Martha Giles Blabey was my grandmother, and for some time at the end of the 19th century and beginning of the 20th, she was district nurse. She wasn’t educated as a nurse, but she had the skills, and was officially named to the post. I don’t know if there were any actual RNs around that area (Daughin, Manitoba, Canada) at the time. Certainly there can’t have been many.

That makes my daughter, Janet Lister, the fourth generation.

It’s not just four generations of a job, a profession, or even an avocation. It’s four generations of service. Four generations of people who have carried their faith, their experience of God, their integrity, their skills, and all the benefits of an education in their art and the science that lies behind it to those who need their help.

It’s a legacy.

There are those who might have a couple of objections.

The first is that my mother, a Seventh-day Adventist, believed in soul sleep.
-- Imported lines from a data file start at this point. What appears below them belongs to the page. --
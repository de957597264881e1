use serde::Serialize;
use sqlx::FromRow;
use time::{Date, OffsetDateTime};
use uuid::Uuid;

time::serde::format_description!(pub(crate) iso_date, Date, "[year]-[month]-[day]");

/// One logged night of sleep.
#[derive(Debug, Clone, PartialEq, Serialize, FromRow)]
#[serde(rename_all = "camelCase")]
pub struct Record {
    pub id: Uuid,
    pub user_id: Uuid,
    #[serde(with = "iso_date")]
    pub date: Date,
    /// Hours slept. Stored as given.
    pub amount: f64,
    pub text: String,
    #[serde(with = "time::serde::rfc3339")]
    pub created_at: OffsetDateTime,
    #[serde(with = "time::serde::rfc3339")]
    pub updated_at: OffsetDateTime,
}

#[derive(Debug, Clone)]
pub struct NewRecord {
    pub user_id: Uuid,
    pub date: Date,
    pub amount: f64,
    pub text: String,
}
use serde::Deserialize;

/// Body of `POST /records`. Everything optional so the service can answer
/// a missing field with its own validation message.
#[derive(Debug, Default, Deserialize)]
#[serde(default)]
pub struct CreateRecordRequest {
    /// `YYYY-MM-DD` or an RFC 3339 timestamp.
    pub date: Option<String>,
    /// Hours slept.
    pub amount: Option<f64>,
    pub text: Option<String>,
}
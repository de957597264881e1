use sleeptrack::{app, state::AppState};

#[tokio::main]
async fn main() -> anyhow::Result<()> {
    dotenvy::dotenv().ok();

    let env_filter = std::env::var("RUST_LOG")
        .unwrap_or_else(|_| "sleeptrack=debug,axum=info,tower_http=info".to_string());
    let json_logs = std::env::var("LOG_FORMAT")
        .map(|v| v == "json")
        .unwrap_or(false);

    if json_logs {
        tracing_subscriber::fmt()
            .with_env_filter(env_filter)
            .with_target(false)
            .json()
            .init();
    } else {
        tracing_subscriber::fmt().with_env_filter(env_filter).init();
    }

    let app_state = AppState::init().await?;
    app::serve(app::build_app(app_state)).await
}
Her Adventist colleagues might be wondering how I might think of “feeling her presence” at an event.

I have come to see the soul sleep vs immortality argument as a distinction without a difference. You go from the finite from the infinite, from time to eternity, and what does the “when” of your death mean on the other side? In eternity, I suspect, our time distinctions won’t matter.

Others might comment on the presence of someone who has gone on to glory here. Protestants don’t like the idea of the “saints” praying with or for us. Why can’t we just pray to God ourselves?

Indeed we can. But I got an explanation from a member of the Episcopal church that has stuck with me. He asked me whether we wouldn’t ask other members of our church to pray for us and to pray with us. If so, why limit it? Why not all the church in all times?

While I continue to object (I think justly) to the making of “saints” or particular people—all God’s people are saints—I don’t object to inviting the body of Christ throughout time to join in prayer.

Second, one might note that Janet is my stepdaughter, and thus not genetically related to my mother or grandmother. I find that objection annoying. I regard generations as both spiritual and physical. I do understand DNA, but that’s not all that’s involved.

I think a few people might be confused listening to an extended conversation in which both Janet and I are involved. She calls me dad, and references me as “my dad” in the conversation. She can suddenly, however, reference “my dad” in reference to her birth dad who passed away.

I like this. I see my daughter as a gift passed on to me. I see other people as spiritual children and spiritual parents. None of this detracts from Janet’s birth dad. None of my own spiritual parents detract from my real parents.

DNA says a great deal scientifically, but there is a spiritual, intellectual, and emotional process that also forms us and through which we form others. There are things we can pass on to others that are much more important than our genes.

A couple of years ago I heard about a church that did multi-generational confirmation classes. Their goal was to include people from three physical generations and three spiritual generations in each group. This might be a child, parent, and grandparent and the person who first invited one to church, or who taught one confirmation, and the person who taught that person.

I like that idea.

There’s also the legacy here of each class of a profession, in this case nursing, passing on to the next generation of practitioners a standard of care, practice, and integrity. This is the generational glue that makes a profession more than just a way in which one makes money.

In this the faculty and staff of Carolinas College of Health Sciences, those nurses who have cared for and advised each new nurse, all become part of this generational connection.

It’s something we need to celebrate, nurture, and preserve in all our activities, whether we designate them as secular or spiritual.